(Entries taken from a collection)
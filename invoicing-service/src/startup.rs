//! Application startup and lifecycle management.

use crate::config::InvoicingConfig;
use crate::handlers::{self, health_check, metrics_handler, readiness_check};
use crate::services::{init_metrics, InMemoryInvoiceStore, InvoiceStore};
use axum::{
    middleware,
    routing::{get, post},
    Router,
};
use service_core::clock::{system_clock, SharedClock};
use service_core::error::AppError;
use service_core::middleware::metrics::metrics_middleware;
use service_core::middleware::tracing::{http_trace_layer, request_id_middleware};
use std::net::SocketAddr;
use std::sync::Arc;
use tokio::net::TcpListener;

/// Shared application state.
#[derive(Clone)]
pub struct AppState {
    pub config: InvoicingConfig,
    pub store: Arc<dyn InvoiceStore>,
    pub clock: SharedClock,
}

pub fn router(state: AppState) -> Router {
    use handlers::invoices;

    Router::new()
        .route("/health", get(health_check))
        .route("/ready", get(readiness_check))
        .route("/metrics", get(metrics_handler))
        .route(
            "/invoices",
            post(invoices::create_invoice).get(invoices::list_invoices),
        )
        .route("/invoices/:id", get(invoices::get_invoice))
        .route("/invoices/:id/audit", get(invoices::invoice_audit))
        .route(
            "/invoices/:id/submit-for-approval",
            post(invoices::submit_for_approval),
        )
        .route(
            "/invoices/:id/approvals/:level/approve",
            post(invoices::approve),
        )
        .route(
            "/invoices/:id/approvals/:level/reject",
            post(invoices::reject),
        )
        .route("/invoices/:id/submit", post(invoices::submit))
        .route("/invoices/:id/verify", post(invoices::verify))
        .route("/invoices/:id/send", post(invoices::send))
        .layer(http_trace_layer())
        .layer(middleware::from_fn(metrics_middleware))
        .layer(middleware::from_fn(request_id_middleware))
        .with_state(state)
}

/// Application container for managing server lifecycle.
pub struct Application {
    port: u16,
    listener: TcpListener,
    state: AppState,
}

impl Application {
    /// Build the application with the given configuration.
    pub async fn build(config: InvoicingConfig) -> Result<Self, AppError> {
        Self::build_with(config, Arc::new(InMemoryInvoiceStore::new()), system_clock()).await
    }

    /// Build with an explicit store and clock.
    pub async fn build_with(
        config: InvoicingConfig,
        store: Arc<dyn InvoiceStore>,
        clock: SharedClock,
    ) -> Result<Self, AppError> {
        init_metrics();

        let addr = SocketAddr::from(([0, 0, 0, 0], config.common.port));
        let listener = TcpListener::bind(addr).await.map_err(|e| {
            tracing::error!(error = %e, addr = %addr, "Failed to bind HTTP listener");
            AppError::from(e)
        })?;
        let port = listener.local_addr()?.port();

        tracing::info!(port = port, "Invoicing service listener bound");

        Ok(Self {
            port,
            listener,
            state: AppState {
                config,
                store,
                clock,
            },
        })
    }

    /// Get the port the server is listening on.
    pub fn port(&self) -> u16 {
        self.port
    }

    /// Run the application until stopped.
    pub async fn run_until_stopped(self) -> std::io::Result<()> {
        let app = router(self.state);

        tracing::info!(
            service = "invoicing-service",
            version = env!("CARGO_PKG_VERSION"),
            port = self.port,
            "Service ready to accept connections"
        );

        axum::serve(self.listener, app).await.map_err(|e| {
            tracing::error!(error = %e, "HTTP server error");
            std::io::Error::other(format!("HTTP server error: {}", e))
        })
    }
}
//! Generic decoder for the fixed-width layouts in [`super::layout`].

use std::iter::{Enumerate, Peekable};
use std::str::Lines;

use rust_decimal::Decimal;

use super::layout::{
    self, parse_cents, parse_date, parse_indicator, slice, slice_lenient, FieldKind,
    FormatLayout, RecordKind, RecordLayout, Role,
};
use super::{BankFormat, BankFormatHandler, DeclaredTotals, ParseError, Records};
use crate::models::{BankRecord, DebitCredit, RecordType};

pub(super) static NORMA19_HANDLER: FixedWidthHandler =
    FixedWidthHandler::new(BankFormat::Norma19, &layout::NORMA19);
pub(super) static NORMA34_HANDLER: FixedWidthHandler =
    FixedWidthHandler::new(BankFormat::Norma34, &layout::NORMA34);
pub(super) static NORMA43_HANDLER: FixedWidthHandler =
    FixedWidthHandler::new(BankFormat::Norma43, &layout::NORMA43);

pub struct FixedWidthHandler {
    format: BankFormat,
    layout: &'static FormatLayout,
}

impl FixedWidthHandler {
    pub const fn new(format: BankFormat, layout: &'static FormatLayout) -> Self {
        Self { format, layout }
    }
}

fn strip_bom(content: &str) -> &str {
    content.trim_start_matches('\u{feff}')
}

impl BankFormatHandler for FixedWidthHandler {
    fn format(&self) -> BankFormat {
        self.format
    }

    fn validate(&self, content: &str) -> Result<(), ParseError> {
        let first = strip_bom(content)
            .lines()
            .find(|l| !l.trim().is_empty())
            .ok_or(ParseError::Empty {
                format: self.format,
            })?;

        if !first.starts_with(self.layout.header_prefix) {
            return Err(ParseError::Format {
                format: self.format,
                expected: self.layout.header_prefix.to_string(),
                found: first.chars().take(2).collect(),
            });
        }
        Ok(())
    }

    fn records<'a>(&self, content: &'a str) -> Result<Records<'a>, ParseError> {
        self.validate(content)?;
        Ok(Records::FixedWidth(FixedWidthRecords::new(
            self.format,
            self.layout,
            strip_bom(content),
        )))
    }
}

/// Lazily decodes one record per line, folding complementary lines into the
/// transaction they follow.
pub struct FixedWidthRecords<'a> {
    format: BankFormat,
    layout: &'static FormatLayout,
    lines: Peekable<Enumerate<Lines<'a>>>,
    currency: String,
    declared: DeclaredTotals,
    skipped: usize,
}

impl<'a> FixedWidthRecords<'a> {
    fn new(format: BankFormat, layout: &'static FormatLayout, content: &'a str) -> Self {
        Self {
            format,
            layout,
            lines: content.lines().enumerate().peekable(),
            currency: layout.default_currency.to_string(),
            declared: DeclaredTotals::default(),
            skipped: 0,
        }
    }

    pub fn skipped(&self) -> usize {
        self.skipped
    }

    pub fn declared(&self) -> &DeclaredTotals {
        &self.declared
    }

    fn skip(&mut self, line_number: usize, reason: &str) {
        self.skipped += 1;
        tracing::debug!(
            format = %self.format,
            line_number,
            reason,
            "Skipping malformed line"
        );
    }

    /// Header and footer lines are decoded leniently: whatever control values
    /// they carry are kept, missing ones are ignored.
    fn decode_summary(
        &mut self,
        record: &RecordLayout,
        line: &str,
        line_number: usize,
        record_type: RecordType,
    ) -> BankRecord {
        if let Some(ccy) = text(record, line, Role::Currency).and_then(layout::currency_from_numeric)
        {
            self.currency = ccy.to_string();
        }

        let control_total = cents(record, line, Role::ControlTotal);
        if self.declared.control_total.is_none() {
            self.declared.control_total = control_total;
        }
        let debit_total = cents(record, line, Role::DebitTotal);
        let credit_total = cents(record, line, Role::CreditTotal);
        if debit_total.is_some() {
            self.declared.debit_total = debit_total;
        }
        if credit_total.is_some() {
            self.declared.credit_total = credit_total;
        }
        if let Some(count) = text(record, line, Role::RecordCount).and_then(|s| s.parse().ok()) {
            self.declared.record_count = Some(count);
        }

        let magnitude = cents(record, line, Role::Amount)
            .or(control_total)
            .or_else(|| Some(credit_total? - debit_total?))
            .unwrap_or(Decimal::ZERO);
        let dc = field_text(record, line, Role::DcKey)
            .and_then(parse_indicator)
            .unwrap_or_else(|| DebitCredit::from_amount(magnitude));
        let magnitude = magnitude.abs();

        BankRecord {
            record_type,
            amount: signed(magnitude, dc),
            dc,
            currency: self.currency.clone(),
            value_date: None,
            reference: String::new(),
            narrative: text(record, line, Role::Counterparty).map(str::to_string),
            return_code: None,
            line_number,
            raw_line: line.to_string(),
        }
    }

    /// Transactions are decoded strictly; any bad field rejects the line.
    fn decode_transaction(
        &self,
        record: &RecordLayout,
        line: &str,
        line_number: usize,
    ) -> Result<BankRecord, &'static str> {
        if line.chars().count() < record.min_len() {
            return Err("line too short");
        }
        let amount_field = record.field(Role::Amount).ok_or("layout has no amount")?;
        let raw = slice(line, amount_field.start, amount_field.end).ok_or("line too short")?;
        let amount_cents = parse_cents(raw, amount_field.kind == FieldKind::SignedCents)
            .ok_or("amount is not numeric")?;

        let indicator = field_text(record, line, Role::DcKey).and_then(parse_indicator);
        let negative = amount_cents < 0;
        let dc = match (indicator, negative) {
            (Some(DebitCredit::Credit), true) => {
                return Err("negative amount on a credit entry");
            }
            (Some(dc), _) => dc,
            (None, true) => DebitCredit::Debit,
            (None, false) => record.default_dc,
        };

        let value_date = match record.field(Role::ValueDate) {
            Some(f) => {
                let raw = slice_lenient(line, f.start, f.end).trim();
                if raw.is_empty() {
                    None
                } else {
                    Some(parse_date(raw, f.kind).ok_or("invalid value date")?)
                }
            }
            None => None,
        };

        let reference = text(record, line, Role::Reference)
            .or_else(|| text(record, line, Role::SecondaryReference))
            .unwrap_or_default()
            .to_string();

        Ok(BankRecord {
            record_type: RecordType::Transaction,
            amount: signed(Decimal::new(amount_cents.abs(), 2), dc),
            dc,
            currency: self.currency.clone(),
            value_date,
            reference,
            narrative: text(record, line, Role::Narrative).map(str::to_string),
            return_code: text(record, line, Role::ReturnCode).map(str::to_string),
            line_number,
            raw_line: line.to_string(),
        })
    }

    fn fold_complements(&mut self, record: &mut BankRecord) {
        while let Some((_, next)) = self.lines.peek() {
            let Some(complement) = self
                .layout
                .record_for(next)
                .filter(|r| r.kind == RecordKind::Complement)
            else {
                break;
            };
            if let Some(narrative) = text(complement, next, Role::Narrative) {
                record.append_narrative(narrative);
            }
            self.lines.next();
        }
    }
}

impl Iterator for FixedWidthRecords<'_> {
    type Item = BankRecord;

    fn next(&mut self) -> Option<BankRecord> {
        while let Some((index, line)) = self.lines.next() {
            let line_number = index + 1;
            let line = line.trim_end_matches('\r');
            if line.trim().is_empty() {
                continue;
            }

            let Some(record) = self.layout.record_for(line) else {
                self.skip(line_number, "unknown record code");
                continue;
            };

            match record.kind {
                RecordKind::Header => {
                    return Some(self.decode_summary(record, line, line_number, RecordType::Header));
                }
                RecordKind::Footer => {
                    return Some(self.decode_summary(record, line, line_number, RecordType::Footer));
                }
                RecordKind::Transaction => match self.decode_transaction(record, line, line_number) {
                    Ok(mut decoded) => {
                        self.fold_complements(&mut decoded);
                        return Some(decoded);
                    }
                    Err(reason) => self.skip(line_number, reason),
                },
                RecordKind::Complement => {
                    self.skip(line_number, "complementary record without a movement")
                }
            }
        }
        None
    }
}

fn signed(magnitude: Decimal, dc: DebitCredit) -> Decimal {
    match dc {
        DebitCredit::Debit => -magnitude,
        DebitCredit::Credit => magnitude,
    }
}

/// Raw text of a field, possibly truncated, `None` when the layout lacks it.
fn field_text<'l>(record: &RecordLayout, line: &'l str, role: Role) -> Option<&'l str> {
    record
        .field(role)
        .map(|f| slice_lenient(line, f.start, f.end))
}

/// Trimmed non-blank text of a field.
fn text<'l>(record: &RecordLayout, line: &'l str, role: Role) -> Option<&'l str> {
    field_text(record, line, role)
        .map(str::trim)
        .filter(|s| !s.is_empty())
}

fn cents(record: &RecordLayout, line: &str, role: Role) -> Option<Decimal> {
    let f = record.field(role)?;
    let raw = slice(line, f.start, f.end)?;
    parse_cents(raw, f.kind == FieldKind::SignedCents).map(|c| Decimal::new(c, 2))
}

Activity: Wherever a line above contains the string "decoded", copy that line.

Exercise solution:
    /// Header and footer lines are decoded leniently: whatever control values
    /// Transactions are decoded strictly; any bad field rejects the line.
                    Ok(mut decoded) => {
                        self.fold_complements(&mut decoded);
                        return Some(decoded);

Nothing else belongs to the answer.